I came Up within this a number of years ago, a variation / improvement on typical crosshatching

Take a pick and lay it on the side of a roll of gaffer tape so it is stable. Use a razor knife and slice in 3 lines about 3mm apart horizontally along the upper part of the pick. It's important that the slice be at a 45 degree angle with tip if the knife slicing towards the fat end of the pick. Do this to both sides, takes ten seconds or so. 

Once properly done you will find it very difficult to even pull that pick out of your fingers with your other hand. 

Deeper you slice the grabbier, but if you go too deep the pick may get weak and prone to breaking. 

It totally works.


----------



## Wardo (Feb 5, 2010)

I tried scruffing them up with sand paper and it worked but the extra grip kinda threw me off so gave up on it after a few minutes. I’m so used to playing with celluloid picks if that’s what they are that I don’t have a problem with them.

And another thing, the white fender picks sound different than the brown ones on an acoustic guitar; seems like the white ones are stiffer even if same thickness as the brown ones.


----------



## SWLABR (Nov 7, 2017)

I use the Dunlop "Tortex" picks.
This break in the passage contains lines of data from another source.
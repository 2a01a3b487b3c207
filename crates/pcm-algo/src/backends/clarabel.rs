//! Clarabel backend for LP problems.

use good_lp::solvers::clarabel::clarabel;
use good_lp::SolverModel;

use super::{log_ignored_options, Assignment, SolverBackend, SolverOptions};
use crate::error::SolveFailure;
use crate::model::LinearProgram;

/// Clarabel is a pure-Rust interior-point solver that's always available.
///
/// It runs single-threaded; a requested thread count is logged and ignored.
pub struct ClarabelBackend;

impl SolverBackend for ClarabelBackend {
    fn id(&self) -> &str {
        "clarabel"
    }

    fn solve(
        &self,
        lp: LinearProgram,
        options: &SolverOptions,
    ) -> Result<Assignment, SolveFailure> {
        if let Some(threads) = options.threads {
            tracing::debug!(threads, "clarabel ignores the thread count");
        }
        log_ignored_options(self.id(), options, &[]);

        let (vars, columns, objective, constraints) = lp.into_parts();
        let mut model = vars.minimise(objective).using(clarabel);
        for constraint in constraints {
            model = model.with(constraint);
        }
        let solution = model.solve()?;
        Ok(Assignment::from_solution(&columns, &solution))
    }
}

#[cfg(test)]
mod tests {
    use super::*;
    use good_lp::{constraint, variable};

    #[test]
    fn test_clarabel_backend_id() {
        let backend = ClarabelBackend;
        assert_eq!(backend.id(), "clarabel");
    }

    #[test]
    fn test_clarabel_solves_small_lp() {
        // min 2x + 3y  s.t.  x + y = 10, x <= 4
        let mut lp = LinearProgram::new();
        let x = lp.add_variable(variable().min(0.0));
        let y = lp.add_variable(variable().min(0.0));
        lp.add_constraint("balance", constraint!(x + y == 10.0));
        lp.add_constraint("limit", constraint!(x <= 4.0));
        lp.add_objective_term(2.0, x);
        lp.add_objective_term(3.0, y);

        let assignment = ClarabelBackend
            .solve(lp, &SolverOptions::default())
            .unwrap();
        assert!((assignment.value(x) - 4.0).abs() < 1e-4);
        assert!((assignment.value(y) - 6.0).abs() < 1e-4);
    }

    #[test]
    fn test_clarabel_reports_infeasible() {
        let mut lp = LinearProgram::new();
        let x = lp.add_variable(variable().min(0.0).max(1.0));
        lp.add_constraint("demand", constraint!(x >= 2.0));
        lp.add_objective_term(1.0, x);

        let result = ClarabelBackend.solve(lp, &SolverOptions::default());
        assert_eq!(result.unwrap_err(), SolveFailure::Infeasible);
    }
}
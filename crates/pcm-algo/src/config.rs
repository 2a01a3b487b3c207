//! Scenario configuration consumed by the rolling-horizon loop.

use serde::{Deserialize, Serialize};

use crate::backends::SolverOptions;
use crate::error::ConfigError;

fn default_interval_length() -> usize {
    24
}

fn default_one() -> usize {
    1
}

fn default_shed_penalty() -> f64 {
    9000.0
}

/// Unserved-demand slack, priced per MWh.
///
/// Only ever switched on up front; the loop never enables it to rescue an
/// infeasible interval.
#[derive(Debug, Clone, Copy, PartialEq, Serialize, Deserialize)]
pub struct LoadShed {
    #[serde(default)]
    pub enabled: bool,
    /// Penalty per shed MWh
    #[serde(default = "default_shed_penalty")]
    pub penalty: f64,
}

impl Default for LoadShed {
    fn default() -> Self {
        Self {
            enabled: false,
            penalty: default_shed_penalty(),
        }
    }
}

#[derive(Debug, Clone, PartialEq, Serialize, Deserialize)]
pub struct ScenarioConfig {
    /// Hours per interval
    #[serde(default = "default_interval_length")]
    pub interval_length: usize,
    /// Number of intervals to solve
    #[serde(default = "default_one")]
    pub n_interval: usize,
    /// First hour of the first interval (1-based row of the profile tables)
    #[serde(default = "default_one")]
    pub start_index: usize,
    #[serde(default)]
    pub solver: SolverOptions,
    #[serde(default)]
    pub storage_enabled: bool,
    #[serde(default)]
    pub flexibility_enabled: bool,
    /// Ramp-limit the very first hour against each generator's initial dispatch
    #[serde(default)]
    pub initial_ramp: bool,
    #[serde(default)]
    pub load_shed: LoadShed,
}

impl Default for ScenarioConfig {
    fn default() -> Self {
        Self {
            interval_length: default_interval_length(),
            n_interval: 1,
            start_index: 1,
            solver: SolverOptions::default(),
            storage_enabled: false,
            flexibility_enabled: false,
            initial_ramp: false,
            load_shed: LoadShed::default(),
        }
    }
}

impl ScenarioConfig {
    pub fn validate(&self) -> Result<(), ConfigError> {
        if self.interval_length == 0 {
            return Err(ConfigError::ZeroIntervalLength);
        }
        if self.n_interval == 0 {
            return Err(ConfigError::ZeroIntervalCount);
        }
        if self.start_index == 0 {
            return Err(ConfigError::ZeroStartIndex);
        }
        if self.solver.threads == Some(0) {
            return Err(ConfigError::ZeroThreads);
        }
        let penalty = self.load_shed.penalty;
        if !penalty.is_finite() || penalty < 0.0 {
            return Err(ConfigError::InvalidPenalty(penalty));
        }
        if self.checked_end_index().is_none() {
            return Err(ConfigError::HorizonOverflow {
                start_index: self.start_index,
                interval_length: self.interval_length,
                n_interval: self.n_interval,
            });
        }
        Ok(())
    }

    fn checked_end_index(&self) -> Option<usize> {
        self.interval_length
            .checked_mul(self.n_interval)?
            .checked_add(self.start_index)?
            .checked_sub(1)
    }

    /// Last absolute hour the scenario touches.
    ///
    /// Saturates at `usize::MAX` for horizons [`validate`](Self::validate)
    /// rejects.
    pub fn end_index(&self) -> usize {
        self.checked_end_index().unwrap_or(usize::MAX)
    }
}

#[cfg(test)]
mod tests {
    use super::*;

    #[test]
    fn test_defaults_validate() {
        let config = ScenarioConfig::default();
        assert!(config.validate().is_ok());
        assert_eq!(config.end_index(), 24);
        assert_eq!(config.load_shed.penalty, 9000.0);
    }

    #[test]
    fn test_rejects_degenerate_horizon() {
        let config = ScenarioConfig {
            interval_length: 0,
            ..Default::default()
        };
        assert_eq!(config.validate(), Err(ConfigError::ZeroIntervalLength));

        let config = ScenarioConfig {
            n_interval: 0,
            ..Default::default()
        };
        assert_eq!(config.validate(), Err(ConfigError::ZeroIntervalCount));

        let config = ScenarioConfig {
            start_index: 0,
            ..Default::default()
        };
        assert_eq!(config.validate(), Err(ConfigError::ZeroStartIndex));
    }

    #[test]
    fn test_rejects_bad_penalty_and_threads() {
        let mut config = ScenarioConfig::default();
        config.load_shed.penalty = -1.0;
        assert_eq!(config.validate(), Err(ConfigError::InvalidPenalty(-1.0)));

        let mut config = ScenarioConfig::default();
        config.solver.threads = Some(0);
        assert_eq!(config.validate(), Err(ConfigError::ZeroThreads));
    }

    #[test]
    fn test_rejects_overflowing_horizon() {
        let config = ScenarioConfig {
            interval_length: usize::MAX / 2,
            n_interval: 3,
            ..Default::default()
        };
        assert!(matches!(
            config.validate(),
            Err(ConfigError::HorizonOverflow { n_interval: 3, .. })
        ));
        assert_eq!(config.end_index(), usize::MAX);

        let config = ScenarioConfig {
            interval_length: 1,
            n_interval: 1,
            start_index: usize::MAX,
            ..Default::default()
        };
        assert!(config.validate().is_err());

        let config = ScenarioConfig {
            interval_length: usize::MAX / 2,
            n_interval: 2,
            start_index: 1,
            ..Default::default()
        };
        assert!(config.validate().is_ok());
    }

    #[test]
    fn test_partial_json_uses_defaults() {
        let config: ScenarioConfig = serde_json::from_str(
            r#"{"interval_length": 6, "n_interval": 4, "load_shed": {"enabled": true}}"#,
        )
        .unwrap();
        assert_eq!(config.start_index, 1);
        assert_eq!(config.end_index(), 24);
        assert!(config.load_shed.enabled);
        assert_eq!(config.load_shed.penalty, 9000.0);
    }
}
Full size red .50mm (for strumming acoustic) and the green "Jazz I- Medium (about .88mm) for all electric. Fresh and new they are super grippy, but even after the factory roughness smooths, they still do not slip a whole lot. I have a pick strip on my mic stand filled with extras of both, I maybe need to pull off one or two in a gig or practice.


----------



## doblander (Dec 8, 2019)

Use contact cement or such to glue coarse sand paper to upper bout both sides of pick.


----------



## cbg1 (Mar 27, 2012)

SWLABR said:


> I use the Dunlop "Tortex" picks. Full size red .50mm (for strumming acoustic) and the green "Jazz I- Medium (about .88mm) for all electric. Fresh and new they are super grippy, but even after the factory roughness smooths, they still do not slip a whole lot. I have a pick strip on my mic stand filled with extras of both, I maybe need to pull off one or two in a gig or practice.


I use the dunlop jazz tortex green or purple... there is something in that tortex material that seems to make them stickier when your fingers get a bit damp


----------



## cboutilier (Jan 12, 2016)

I hate grippy picks. I need to be able to move it around as needed. I don't pick frantically, as I'm a hybrid picker, so I don't really run the risk of dropping them.


----------



## Doug Gifford (Jun 8, 2019)

I almost never use a pick. The one pick I keep handy I put moleskin (for foot blisters) on it and stick it to a piece of velcro on the heel of my guitar. The moleskin is nice to grip and the pick is nearby but not in the way.


----------



## cbg1 (Mar 27, 2012)

9


cboutilier said:


> I hate grippy picks. I need to be able to move it around as needed. I don't pick frantically, as I'm a hybrid picker, so I don't really run the risk of dropping them.


It is not a tactile thing with the tortex material ... they dont feel grippy... I also find I prefer the tone and feel of the tortex as there is less " click" .... but that's just me . I have tried most of the previous suggestions and have been using tortex for years


----------